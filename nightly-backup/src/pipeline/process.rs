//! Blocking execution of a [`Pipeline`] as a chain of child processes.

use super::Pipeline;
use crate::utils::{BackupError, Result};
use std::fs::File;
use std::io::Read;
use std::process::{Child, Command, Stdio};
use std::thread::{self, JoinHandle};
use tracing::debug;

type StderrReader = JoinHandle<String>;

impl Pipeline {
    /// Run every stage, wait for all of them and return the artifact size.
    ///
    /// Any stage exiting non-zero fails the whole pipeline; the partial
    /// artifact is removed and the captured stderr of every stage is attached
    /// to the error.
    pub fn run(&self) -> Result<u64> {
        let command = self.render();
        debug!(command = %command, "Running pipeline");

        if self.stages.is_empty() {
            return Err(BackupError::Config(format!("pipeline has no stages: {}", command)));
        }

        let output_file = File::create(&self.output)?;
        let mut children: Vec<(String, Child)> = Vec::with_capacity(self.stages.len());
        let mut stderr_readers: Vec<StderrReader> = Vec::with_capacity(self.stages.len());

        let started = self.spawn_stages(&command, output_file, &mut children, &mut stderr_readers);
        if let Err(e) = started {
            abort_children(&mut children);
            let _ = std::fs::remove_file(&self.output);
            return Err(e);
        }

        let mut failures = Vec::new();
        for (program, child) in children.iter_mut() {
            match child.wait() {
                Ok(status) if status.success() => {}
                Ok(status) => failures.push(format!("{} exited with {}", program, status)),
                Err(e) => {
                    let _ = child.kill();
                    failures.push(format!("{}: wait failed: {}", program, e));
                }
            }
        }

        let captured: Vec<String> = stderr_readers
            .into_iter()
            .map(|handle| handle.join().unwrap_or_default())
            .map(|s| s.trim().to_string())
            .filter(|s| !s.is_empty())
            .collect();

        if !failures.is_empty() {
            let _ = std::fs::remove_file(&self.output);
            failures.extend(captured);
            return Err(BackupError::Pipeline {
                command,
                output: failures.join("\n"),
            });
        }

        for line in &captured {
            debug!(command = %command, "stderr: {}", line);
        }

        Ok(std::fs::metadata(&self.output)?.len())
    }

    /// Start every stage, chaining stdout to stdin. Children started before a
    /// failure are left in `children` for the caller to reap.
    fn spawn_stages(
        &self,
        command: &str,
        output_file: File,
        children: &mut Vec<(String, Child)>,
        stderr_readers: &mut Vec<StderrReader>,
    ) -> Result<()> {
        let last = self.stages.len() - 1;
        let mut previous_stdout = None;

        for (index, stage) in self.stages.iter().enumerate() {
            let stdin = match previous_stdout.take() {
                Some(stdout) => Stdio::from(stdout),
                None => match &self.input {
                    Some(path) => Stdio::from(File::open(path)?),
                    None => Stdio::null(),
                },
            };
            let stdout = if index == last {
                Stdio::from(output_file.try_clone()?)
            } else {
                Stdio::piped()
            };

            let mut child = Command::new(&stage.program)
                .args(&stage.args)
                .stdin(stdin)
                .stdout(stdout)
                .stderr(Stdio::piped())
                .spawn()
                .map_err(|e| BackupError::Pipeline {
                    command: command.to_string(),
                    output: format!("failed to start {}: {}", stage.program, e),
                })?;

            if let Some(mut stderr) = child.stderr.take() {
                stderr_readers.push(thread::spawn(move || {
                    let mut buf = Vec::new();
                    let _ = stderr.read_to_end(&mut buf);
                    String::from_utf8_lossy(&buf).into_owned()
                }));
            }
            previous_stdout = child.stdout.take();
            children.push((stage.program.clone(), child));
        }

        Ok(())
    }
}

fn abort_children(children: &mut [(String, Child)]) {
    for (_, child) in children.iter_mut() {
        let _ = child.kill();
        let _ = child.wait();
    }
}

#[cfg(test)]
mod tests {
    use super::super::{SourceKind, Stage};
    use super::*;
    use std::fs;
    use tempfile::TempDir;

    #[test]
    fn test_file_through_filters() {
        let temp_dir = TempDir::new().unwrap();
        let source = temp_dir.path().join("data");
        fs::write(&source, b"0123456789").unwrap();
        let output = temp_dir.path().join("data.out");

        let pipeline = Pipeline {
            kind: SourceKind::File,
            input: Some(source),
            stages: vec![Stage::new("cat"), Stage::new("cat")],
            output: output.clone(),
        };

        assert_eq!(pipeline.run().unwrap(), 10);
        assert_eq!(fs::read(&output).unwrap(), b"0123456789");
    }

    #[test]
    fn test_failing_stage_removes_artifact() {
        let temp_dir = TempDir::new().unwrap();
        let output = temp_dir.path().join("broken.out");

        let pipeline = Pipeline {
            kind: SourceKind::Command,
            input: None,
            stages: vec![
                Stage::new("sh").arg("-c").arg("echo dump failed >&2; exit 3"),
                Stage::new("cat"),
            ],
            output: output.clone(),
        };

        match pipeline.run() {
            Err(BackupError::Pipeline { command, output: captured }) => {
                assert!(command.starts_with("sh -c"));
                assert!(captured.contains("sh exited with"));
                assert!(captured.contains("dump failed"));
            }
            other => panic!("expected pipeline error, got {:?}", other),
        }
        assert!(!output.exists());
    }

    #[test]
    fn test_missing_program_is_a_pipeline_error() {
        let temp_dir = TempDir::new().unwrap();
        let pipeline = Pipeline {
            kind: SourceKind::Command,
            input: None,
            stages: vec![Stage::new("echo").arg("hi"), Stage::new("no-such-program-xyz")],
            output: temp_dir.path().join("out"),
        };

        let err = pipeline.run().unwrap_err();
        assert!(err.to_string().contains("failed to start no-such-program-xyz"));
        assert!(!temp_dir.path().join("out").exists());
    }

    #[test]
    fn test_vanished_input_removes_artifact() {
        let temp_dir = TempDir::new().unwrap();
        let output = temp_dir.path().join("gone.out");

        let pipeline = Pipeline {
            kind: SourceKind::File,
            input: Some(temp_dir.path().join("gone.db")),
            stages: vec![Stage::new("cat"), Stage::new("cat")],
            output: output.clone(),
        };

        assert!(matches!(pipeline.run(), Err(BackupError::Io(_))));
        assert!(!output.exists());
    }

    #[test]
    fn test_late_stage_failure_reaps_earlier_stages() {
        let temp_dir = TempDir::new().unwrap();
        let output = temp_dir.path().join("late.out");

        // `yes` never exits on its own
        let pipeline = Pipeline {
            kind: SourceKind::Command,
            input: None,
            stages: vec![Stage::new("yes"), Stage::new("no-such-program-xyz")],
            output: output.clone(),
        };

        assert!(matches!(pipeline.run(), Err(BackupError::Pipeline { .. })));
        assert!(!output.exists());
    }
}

§ **What is being asked**
Retrieve each line from the records above where the word "super" occurs.

§ **Expected answer**
use super::Pipeline;
    use super::super::{SourceKind, Stage};
    use super::*;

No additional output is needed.